P was a 67-year-old man who suffered from Parkinson's disease. He was admitted to a nursing home D by his nephew. The papers stated that P would not be kept in the nursing home against his will.
A few days after admission, P decided to leave. P was caught by employees of D and put in a wing for drug addicts and alcoholics (he was neither at the time). The wing was also used house uncontrollable patients.
P attempted to leave at least 6 more times and was caught every time. D prevented P from using a phone for 51 days and taped P to a chair to prevent him from leaving. D lost 30 pounds during his stay at the nursing home.
P sued D for false imprisonment.
Lower court found for P, awarded actual and exemplary damages.

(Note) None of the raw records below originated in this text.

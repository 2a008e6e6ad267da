//! Vector and semantic-rule scoring.
//!
//! - [`vector`] computes cosine similarity between embeddings.
//! - [`rules`] folds a weighted rule set into a single composite score.
//!
//! Both are pure: absent embeddings score zero instead of failing, so a broken
//! embedding call can never abort a document or a query.

pub mod rules;
pub mod types;
pub mod vector;


pub use rules::RuleScorer;
pub use types::{PreparedRule, RuleMatch, RulePolarity, RuleScore, ScoreResult, SemanticRule};
pub use vector::cosine_similarity;
#[tokio::test]
async fn test_cancelled_before_judgment_leaves_no_decision() {
    let oracle = Arc::new(MockOracle::default());
    let engine = engine(policy(10, 0.5, true), Arc::clone(&oracle));
    let cancel = CancellationToken::new();
    cancel.cancel();
    let topics: Vec<String> = Vec::new();

    let result = engine
        .decide(CycleState::new(), &doc("a"), &passing(), ctx(&topics, &cancel))
        .await;

    assert_eq!(result.err(), Some(Cancelled));
    assert_eq!(oracle.call_count(), 0);
}

#[tokio::test]
async fn test_cancel_during_judgment() {
    let oracle = Arc::new(MockOracle::new(MockResponse::Hang));
    let engine = DecisionEngine::new(
        policy(10, 0.5, true),
        Arc::<MockOracle>::clone(&oracle),
        Duration::from_secs(60),
    );
    let cancel = CancellationToken::new();
    let topics: Vec<String> = Vec::new();

    let trigger = cancel.clone();
    tokio::spawn(async move {
        tokio::time::sleep(Duration::from_millis(20)).await;
        trigger.cancel();
    });

    let result = engine
        .decide(CycleState::new(), &doc("a"), &passing(), ctx(&topics, &cancel))
        .await;

    assert!(result.is_err());
}

#[tokio::test]
async fn test_operator_skip_rejects_item() {
    let oracle = Arc::new(MockOracle::new(MockResponse::Hang));
    let engine = DecisionEngine::new(
        policy(10, 0.5, true),
        Arc::<MockOracle>::clone(&oracle),
        Duration::from_secs(60),
    );
    let cancel = CancellationToken::new();
    let topics: Vec<String> = Vec::new();
    let (control, mut inbox) = operator_channel();

    tokio::spawn(async move {
        tokio::time::sleep(Duration::from_millis(20)).await;
        control.skip();
    });

    let decision = engine
        .decide(
            CycleState::new(),
            &doc("s"),
            &passing(),
            JudgmentContext {
                topics: &topics,
                thresholds: QueryThresholds::default(),
                cancel: &cancel,
                overrides: Some(&mut inbox),
            },
        )
        .await
        .expect("not cancelled");

    assert_eq!(
        decision.outcome,
        QualificationOutcome::Rejected {
            reason: RejectReason::Skipped
        }
    );
}

#[tokio::test]
async fn test_operator_retry_reissues_call() {
    let oracle = Arc::new(
        MockOracle::default().script("r", vec![MockResponse::Hang, MockResponse::qualified(8.0)]),
    );
    let engine = DecisionEngine::new(
        policy(10, 0.5, true),
        Arc::<MockOracle>::clone(&oracle),
        Duration::from_secs(60),
    );
    let cancel = CancellationToken::new();
    let topics: Vec<String> = Vec::new();
    let (control, mut inbox) = operator_channel();

    tokio::spawn(async move {
        tokio::time::sleep(Duration::from_millis(20)).await;
        control.send_for("r", OperatorAction::Retry);
    });

    let decision = engine
        .decide(
            CycleState::new(),
            &doc("r"),
            &passing(),
            JudgmentContext {
                topics: &topics,
                thresholds: QueryThresholds::default(),
                cancel: &cancel,
                overrides: Some(&mut inbox),
            },
        )
        .await
        .expect("not cancelled");

    assert_eq!(decision.outcome, QualificationOutcome::Qualified);
    assert_eq!(decision.oracle_calls, 2);
    assert_eq!(oracle.calls_for("r"), 2);
}

#[tokio::test]
async fn test_stale_operator_commands_are_discarded() {
    let oracle = Arc::new(MockOracle::new(MockResponse::qualified(9.0)));
    let engine = engine(policy(10, 0.5, true), Arc::clone(&oracle));
    let cancel = CancellationToken::new();
    let topics: Vec<String> = Vec::new();
    let (control, mut inbox) = operator_channel();
    control.skip();

    let decision = engine
        .decide(
            CycleState::new(),
            &doc("a"),
            &passing(),
            JudgmentContext {
                topics: &topics,
                thresholds: QueryThresholds::default(),
                cancel: &cancel,
                overrides: Some(&mut inbox),
            },
        )
        .await
        .expect("not cancelled");

    assert_eq!(decision.outcome, QualificationOutcome::Qualified);
}

#[tokio::test]
async fn test_command_for_later_document_is_kept_until_judged() {
    let (control, mut inbox) = operator_channel();
    control.skip();
    control.send_for("b", OperatorAction::Skip);

    assert_eq!(inbox.drain_stale(), 1);
    assert_eq!(inbox.parked(), 1);

    control.send_for("c", OperatorAction::Retry);
    control.send_for("a", OperatorAction::Retry);
    assert_eq!(inbox.next_for("a").await, OperatorAction::Retry);
    assert_eq!(inbox.parked(), 2);

    assert_eq!(inbox.next_for("b").await, OperatorAction::Skip);
    assert_eq!(inbox.next_for("c").await, OperatorAction::Retry);
    assert_eq!(inbox.parked(), 0);
}

#[tokio::test]
async fn test_skip_sent_ahead_applies_to_its_document() {
    let oracle = Arc::new(MockOracle::new(MockResponse::Hang));
    let engine = DecisionEngine::new(
        policy(10, 0.5, true),
        Arc::<MockOracle>::clone(&oracle),
        Duration::from_secs(60),
    );
    let cancel = CancellationToken::new();
    let topics: Vec<String> = Vec::new();
    let (control, mut inbox) = operator_channel();
    control.send_for("later", OperatorAction::Skip);

    let decision = engine
        .decide(
            CycleState::new(),
            &doc("later"),
            &passing(),
            JudgmentContext {
                topics: &topics,
                thresholds: QueryThresholds::default(),
                cancel: &cancel,
                overrides: Some(&mut inbox),
            },
        )
        .await
        .expect("not cancelled");

    assert_eq!(
        decision.outcome,
        QualificationOutcome::Rejected {
            reason: RejectReason::Skipped
        }
    );
}

#[test]
fn test_outcome_labels_and_serde() {
    let outcome = QualificationOutcome::Rejected {
        reason: RejectReason::Timeout,
    };
    assert_eq!(outcome.to_string(), "REJECTED (timeout)");
    assert!(outcome.is_terminal());
    assert!(!QualificationOutcome::PendingJudgment.is_terminal());
    assert!(QualificationOutcome::QualifiedFastPath.is_qualified());

    let json = serde_json::to_value(outcome).expect("serialize");
    assert_eq!(json["outcome"], "REJECTED");
    assert_eq!(json["reason"], "timeout");
}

COA TX affirmed, found for P, awarded actual and exemplary damages, but in a reduced amount.
Is a D liable for false imprisonment when the D has prevented the P from leaving a certain limited area without legal justification?
A D is liable for false imprisonment when the D has prevented the P from leaving a certain limited area without legal justification.
A D is liable for punitive damages in addition to actual damages if they acted intentionally in depriving the P from his rights.
Occurs where a party intends to confine another individual against his will.
In order for the individual to be confined, he must be within a definite physical boundary from where he is not free to leave.
There is plenty of evidence to show that P was falsely imprisoned in this case.
He was placed in a wing with drug addicts and alcoholics and did not belong there.
He was tied to a chair.
He was not allowed to use a telephone.
He repeatedly asked to be released and tried to escape.
Punitive damages are appropriate in this case since the D disregarded the P's rights intentionally.
If there is a reasonable means of escape of which the individual is aware, then there is no false imprisonment. Escape is unreasonable if it involves danger to the person, exposure of the person, material harm to the clothing, or danger of substantial harm to another.
The means of escape is not reasonable if P does not know of it, and it is not apparent.
There is no false imprisonment when an individual is prevented from entering an area or a building.
If the only means of escape could cause physical danger to P, and he could remain imprisoned without any risk of harm, P may not recover for injuries suffered in making his escape.
False imprisonment is an intentional tort. Negligence resulting in confinement will only lie if some actual damage occurred. In areas where intent is visible, no actual damage must be shown.